Era um apartamento grande no bairro Menino Deus, os pais dele estavam viajando, então tínhamos a casa inteira a nossa disposição. Não que isso fosse novidade, estávamos juntos a já alguns meses, talvez dois ou mais. O apartamento era no térreo, e eu não tinha permissão pra fumar dentro dele, a casa sequer tinha cinzeiros, de qualquer maneira estava frio demais pra abrir a maldita janela, e como estava de mau humor decidi ascender uma porra de um cigarro encima da cama mesmo. Deitado, olhando praquele ventilador de teto branco imóvel, quase invisível no teto da mesma cor. Ele me olhou quando ouviu o som do isqueiro, ia reclamar, mas não falou nada. Não falávamos nada havia quase meia hora já, o clima estava ficando pesado. Uma garoa começou a se anunciar pra tornar tudo ainda melhor. Quando do nada ele se virou na cadeira giratória, olhei pra ele, e notei uma pagina de internet aberta imóvel já a quase tanto tempo quanto durara nosso silencio. Ele me olhou longamente, estava organizando as palavras dentro da cabeça de forma que soassem casuais quando ele as cuspisse na minha cara. Esperei pacientemente, deitei novamente e continuei a fumar meu cigarro. Em alguns instantes ele começou a falar, eu não o olhava então, estava concentrado no ventilador e no teto branco, pensando se ausência de cor poderia denominar uma nova cor – Branco – A verdade é que não tinha a menor vontade de estar ali, pelo menos não naquele momento. Pensei em ir até o centro e pegar uma garrafa de bebida, assim que o outro terminasse de falar. Ele começou meio sem jeito, falou algumas coisas a esmo e por fim soltou tudo de uma vez.

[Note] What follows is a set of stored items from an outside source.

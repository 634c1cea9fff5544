//! Structured logging helpers for the adapter layer.
//!
//! Consistent `tracing` call sites for protocol traffic and session
//! lifecycle. The library never installs a subscriber; that is the host
//! application's job. Console-facing user output does not go through here,
//! it belongs to the output sink.

use std::net::SocketAddr;

/// Log one raw request line as it arrived from the IDE.
pub fn log_command_received(raw: &str) {
    tracing::debug!(command = raw, "command from IDE");
}

/// Log an unrecognized wire command. The wire emits nothing for these.
pub fn log_unknown_command(cmd: &str) {
    tracing::warn!("Unknown command : {}", cmd);
}

/// Log a reply that was written to the wire.
pub fn log_reply_sent(xml: &str) {
    tracing::trace!(reply = xml, "reply sent");
}

/// Log an engine refusal for a bookkeeping operation.
pub fn log_engine_refused(operation: &str) {
    tracing::warn!(operation, "engine refused operation");
}

/// Log rejection of an interpreter-routed command while one is in flight.
pub fn log_task_rejected(cmd: &str) {
    tracing::warn!(command = cmd, "interpreter task rejected, one is already pending");
}

pub fn log_listening(port: u16) {
    tracing::info!(port, "debug wire listening");
}

pub fn log_client_connected(peer: &SocketAddr) {
    tracing::info!(%peer, "IDE connected");
}

/// Log the interpreter being released back to the host.
pub fn log_interpreter_released() {
    tracing::debug!("interpreter released");
}

pub fn log_transport_error(err: &dyn std::fmt::Display) {
    tracing::error!(error = %err, "wire transport failed");
}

- Acho que devíamos terminar. - Ele falou desviando os olhos pro chão. Talvez estivessem molhados, gosto de pensar que sim. Em todo o caso não me mexi, nem esbocei reação, fiquei ali, fumando. Ele gaguejou qualquer coisa, não dei muita importância, interrompi antes que começasse.
- Por que tu diz isso? - Ainda sem me virar.

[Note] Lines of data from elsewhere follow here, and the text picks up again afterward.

//! Controller command grammar.
//!
//! One `Command` vocabulary, two dialects. Both parsers are ordered chains
//! of anchored patterns with abbreviation prefixes; the first match wins
//! and anything left over is `Unknown`. The console additionally treats any
//! unmatched non-empty line as an expression to evaluate.

use once_cell::sync::Lazy;
use regex::Regex;

/// Scope selector for variable enumeration.
#[derive(Debug, Clone, PartialEq, Eq)]
pub enum VarScope {
    Local,
    Global,
    Instance(u64),
}

/// A parsed controller command.
#[derive(Debug, Clone, PartialEq, Eq)]
pub enum Command {
    ListBreakpoints,
    AddBreakpoint { file: Option<String>, line: u64 },
    DeleteBreakpoint { index: u64 },
    Continue,
    Step,
    StepOut,
    StepOver,
    Where,
    Frame { index: u64 },
    FrameUp,
    FrameDown,
    ListSource,
    Vars { scope: VarScope },
    Eval { expression: String },
    ThreadList,
    Start,
    Exit,
    Help,
    Unknown,
}

// Forms shared by both dialects.
static BRK_ADD: Lazy<Regex> =
    Lazy::new(|| Regex::new(r"^\s*b(?:reak)?\s+(?:(.+):)?([^.:]+)$").unwrap());
// The argument is captured loosely so `del junk` is rejected as malformed
// instead of falling through to the console's evaluate-anything rule.
static BRK_DEL: Lazy<Regex> = Lazy::new(|| Regex::new(r"^\s*del(?:ete)?(?:\s+(\S+))?$").unwrap());
static CONT: Lazy<Regex> = Lazy::new(|| Regex::new(r"^\s*c(?:ont)?$").unwrap());
static WHERE: Lazy<Regex> = Lazy::new(|| Regex::new(r"^\s*w(?:here)?$").unwrap());
static NEXT: Lazy<Regex> = Lazy::new(|| Regex::new(r"^\s*n(?:ext)?$").unwrap());

// Console-only forms.
static BRK_LIST: Lazy<Regex> = Lazy::new(|| Regex::new(r"^\s*b(?:reak)?$").unwrap());
static STEP_PREFIX: Lazy<Regex> = Lazy::new(|| Regex::new(r"^\s*s(?:tep)?\s?").unwrap());
static STEP_OUT_SUFFIX: Lazy<Regex> = Lazy::new(|| Regex::new(r"^o(?:ut)?$").unwrap());
static HELP: Lazy<Regex> = Lazy::new(|| Regex::new(r"^\s*h(?:elp)?$").unwrap());
static FRAME_BARE: Lazy<Regex> = Lazy::new(|| Regex::new(r"^\s*f(?:rame)?$").unwrap());
static UP: Lazy<Regex> = Lazy::new(|| Regex::new(r"^\s*up?$").unwrap());
static DOWN: Lazy<Regex> = Lazy::new(|| Regex::new(r"^\s*down?$").unwrap());
static LIST: Lazy<Regex> = Lazy::new(|| Regex::new(r"^\s*l(?:ist)?$").unwrap());
static EVAL_PREFIX: Lazy<Regex> = Lazy::new(|| Regex::new(r"^\s*p\s+").unwrap());
static VAR_PREFIX: Lazy<Regex> = Lazy::new(|| Regex::new(r"^\s*v(?:ar)?\s+").unwrap());
static VAR_GLOBAL_SUFFIX: Lazy<Regex> = Lazy::new(|| Regex::new(r"^g(?:lobal)?$").unwrap());
static VAR_LOCAL_SUFFIX: Lazy<Regex> = Lazy::new(|| Regex::new(r"^l(?:ocal)?$").unwrap());
static VAR_INSTANCE_SUFFIX: Lazy<Regex> =
    Lazy::new(|| Regex::new(r"^i(?:nstance)?\s+(.+)$").unwrap());

// Wire-only forms.
static START: Lazy<Regex> = Lazy::new(|| Regex::new(r"^\s*start$").unwrap());
static EXIT: Lazy<Regex> = Lazy::new(|| Regex::new(r"^\s*exit?$").unwrap());
static FRAME_N: Lazy<Regex> = Lazy::new(|| Regex::new(r"^\s*f(?:rame)? ([0-9]+)$").unwrap());
static STEP_WIRE: Lazy<Regex> = Lazy::new(|| Regex::new(r"^\s*s(?:tep)?\s?$").unwrap());
static FINISH: Lazy<Regex> = Lazy::new(|| Regex::new(r"^\s*finish?$").unwrap());
static THREAD_LIST: Lazy<Regex> = Lazy::new(|| Regex::new(r"^\s*th(?:read)? l(?:ist)?$").unwrap());
static VAR_INSPECT: Lazy<Regex> = Lazy::new(|| Regex::new(r"v inspect\s+").unwrap());
static VAR_LOCAL: Lazy<Regex> = Lazy::new(|| Regex::new(r"^\s*v(?:ar)? l(?:ocal)?$").unwrap());
static VAR_GLOBAL: Lazy<Regex> = Lazy::new(|| Regex::new(r"^\s*v(?:ar)? g(?:lobal)?$").unwrap());
static VAR_INSTANCE: Lazy<Regex> =
    Lazy::new(|| Regex::new(r"^\s*v(?:ar)? i(?:nstance)? (.+)$").unwrap());

impl Command {
    /// Parse one console input line.
    pub fn parse_console(line: &str) -> Command {
        if BRK_LIST.is_match(line) {
            return Command::ListBreakpoints;
        }
        if let Some(caps) = BRK_DEL.captures(line) {
            return match caps.get(1).and_then(|m| m.as_str().parse::<u64>().ok()) {
                Some(index) => Command::DeleteBreakpoint { index },
                None => Command::Unknown,
            };
        }
        if let Some(caps) = BRK_ADD.captures(line) {
            return build_add_breakpoint(&caps);
        }
        if CONT.is_match(line) {
            return Command::Continue;
        }
        if let Some(m) = STEP_PREFIX.find(line) {
            let suffix = &line[m.end()..];
            return if STEP_OUT_SUFFIX.is_match(suffix) {
                Command::StepOut
            } else {
                Command::Step
            };
        }
        if NEXT.is_match(line) {
            return Command::StepOver;
        }
        if HELP.is_match(line) {
            return Command::Help;
        }
        if UP.is_match(line) {
            return Command::FrameUp;
        }
        if DOWN.is_match(line) {
            return Command::FrameDown;
        }
        if WHERE.is_match(line) || FRAME_BARE.is_match(line) {
            return Command::Where;
        }
        if LIST.is_match(line) {
            return Command::ListSource;
        }
        if let Some(m) = EVAL_PREFIX.find(line) {
            return Command::Eval {
                expression: line[m.end()..].to_string(),
            };
        }
        if let Some(m) = VAR_PREFIX.find(line) {
            let suffix = &line[m.end()..];
            if VAR_GLOBAL_SUFFIX.is_match(suffix) {
                return Command::Vars {
                    scope: VarScope::Global,
                };
            }
            if VAR_LOCAL_SUFFIX.is_match(suffix) {
                return Command::Vars {
                    scope: VarScope::Local,
                };
            }
            if let Some(caps) = VAR_INSTANCE_SUFFIX.captures(suffix) {
                return match parse_hex_id(&caps[1]) {
                    Some(object_id) => Command::Vars {
                        scope: VarScope::Instance(object_id),
                    },
                    None => Command::Unknown,
                };
            }
            return Command::Unknown;
        }
        if line.is_empty() {
            return Command::Unknown;
        }
        // Anything else is handed to the evaluator verbatim.
        Command::Eval {
            expression: line.to_string(),
        }
    }

    /// Parse one wire command (already split on `;` and trimmed).
    pub fn parse_wire(cmd: &str) -> Command {
        if let Some(caps) = BRK_ADD.captures(cmd) {
            return build_add_breakpoint(&caps);
        }
        if let Some(caps) = BRK_DEL.captures(cmd) {
            return match caps.get(1).and_then(|m| m.as_str().parse::<u64>().ok()) {
                Some(index) => Command::DeleteBreakpoint { index },
                None => Command::Unknown,
            };
        }
        if START.is_match(cmd) {
            return Command::Start;
        }
        if CONT.is_match(cmd) {
            return Command::Continue;
        }
        if EXIT.is_match(cmd) {
            return Command::Exit;
        }
        if WHERE.is_match(cmd) {
            return Command::Where;
        }
        if THREAD_LIST.is_match(cmd) {
            return Command::ThreadList;
        }
        if let Some(caps) = FRAME_N.captures(cmd) {
            return match caps[1].parse::<u64>() {
                Ok(index) => Command::Frame { index },
                Err(_) => Command::Unknown,
            };
        }
        if STEP_WIRE.is_match(cmd) {
            return Command::Step;
        }
        if FINISH.is_match(cmd) {
            return Command::StepOut;
        }
        if NEXT.is_match(cmd) {
            return Command::StepOver;
        }
        if let Some(m) = VAR_INSPECT.find(cmd) {
            return Command::Eval {
                expression: cmd[m.end()..].to_string(),
            };
        }
        if VAR_LOCAL.is_match(cmd) {
            return Command::Vars {
                scope: VarScope::Local,
            };
        }
        if VAR_GLOBAL.is_match(cmd) {
            return Command::Vars {
                scope: VarScope::Global,
            };
        }
        if let Some(caps) = VAR_INSTANCE.captures(cmd) {
            return match parse_hex_id(&caps[1]) {
                Some(object_id) => Command::Vars {
                    scope: VarScope::Instance(object_id),
                },
                None => Command::Unknown,
            };
        }
        Command::Unknown
    }
}

fn build_add_breakpoint(caps: &regex::Captures<'_>) -> Command {
    let file = caps.get(1).map(|m| m.as_str().to_string());
    match caps[2].parse::<u64>() {
        Ok(line) => Command::AddBreakpoint { file, line },
        Err(_) => Command::Unknown,
    }
}

/// Object ids arrive in hexadecimal, with or without a `0x` prefix.
fn parse_hex_id(text: &str) -> Option<u64> {
    let digits = text.trim();
    let digits = digits
        .strip_prefix("0x")
        .or_else(|| digits.strip_prefix("0X"))
        .unwrap_or(digits);
    u64::from_str_radix(digits, 16).ok()
}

- Para de fumar aqui dentro... - Fiz silencio. Ele continuou.
- Isso ta ridículo já, a gente se odeia, não consigo nem ficar perto de ti. Acho que devíamos sair com outras pessoas. Podemos continuar amigos. Na verdade acho que nunca fomos muito mais que amigos. -

Levantei ainda fumando, ainda em silencio, catei minhas coisas, e fui saindo, chovia mais forte agora, por sorte estava com uma jaqueta velha de couro e alguns trocados extras no bolso. Ele ficou me olhando pegar as minhas coisas, os olhos cheios d’água, um certo rubor no rosto. Decidi me mandar logo antes que ele começasse a chorar pra valer, se tem uma coisa que me parte o coração é ver os outros chorando. Sério, fico sem reação, nunca sei o que fazer, acabo sempre dizendo algo idiota ou fazendo besteira, mas o que se pode fazer? Eu fico nervoso pra caralho!

- Aonde tu vai? - Ele perguntou com a voz já meio engasgada.
- Out - respondi, tenho mania de lançar palavras em inglês quando não encontro uma que expresse exatamente o que quero dizer em português.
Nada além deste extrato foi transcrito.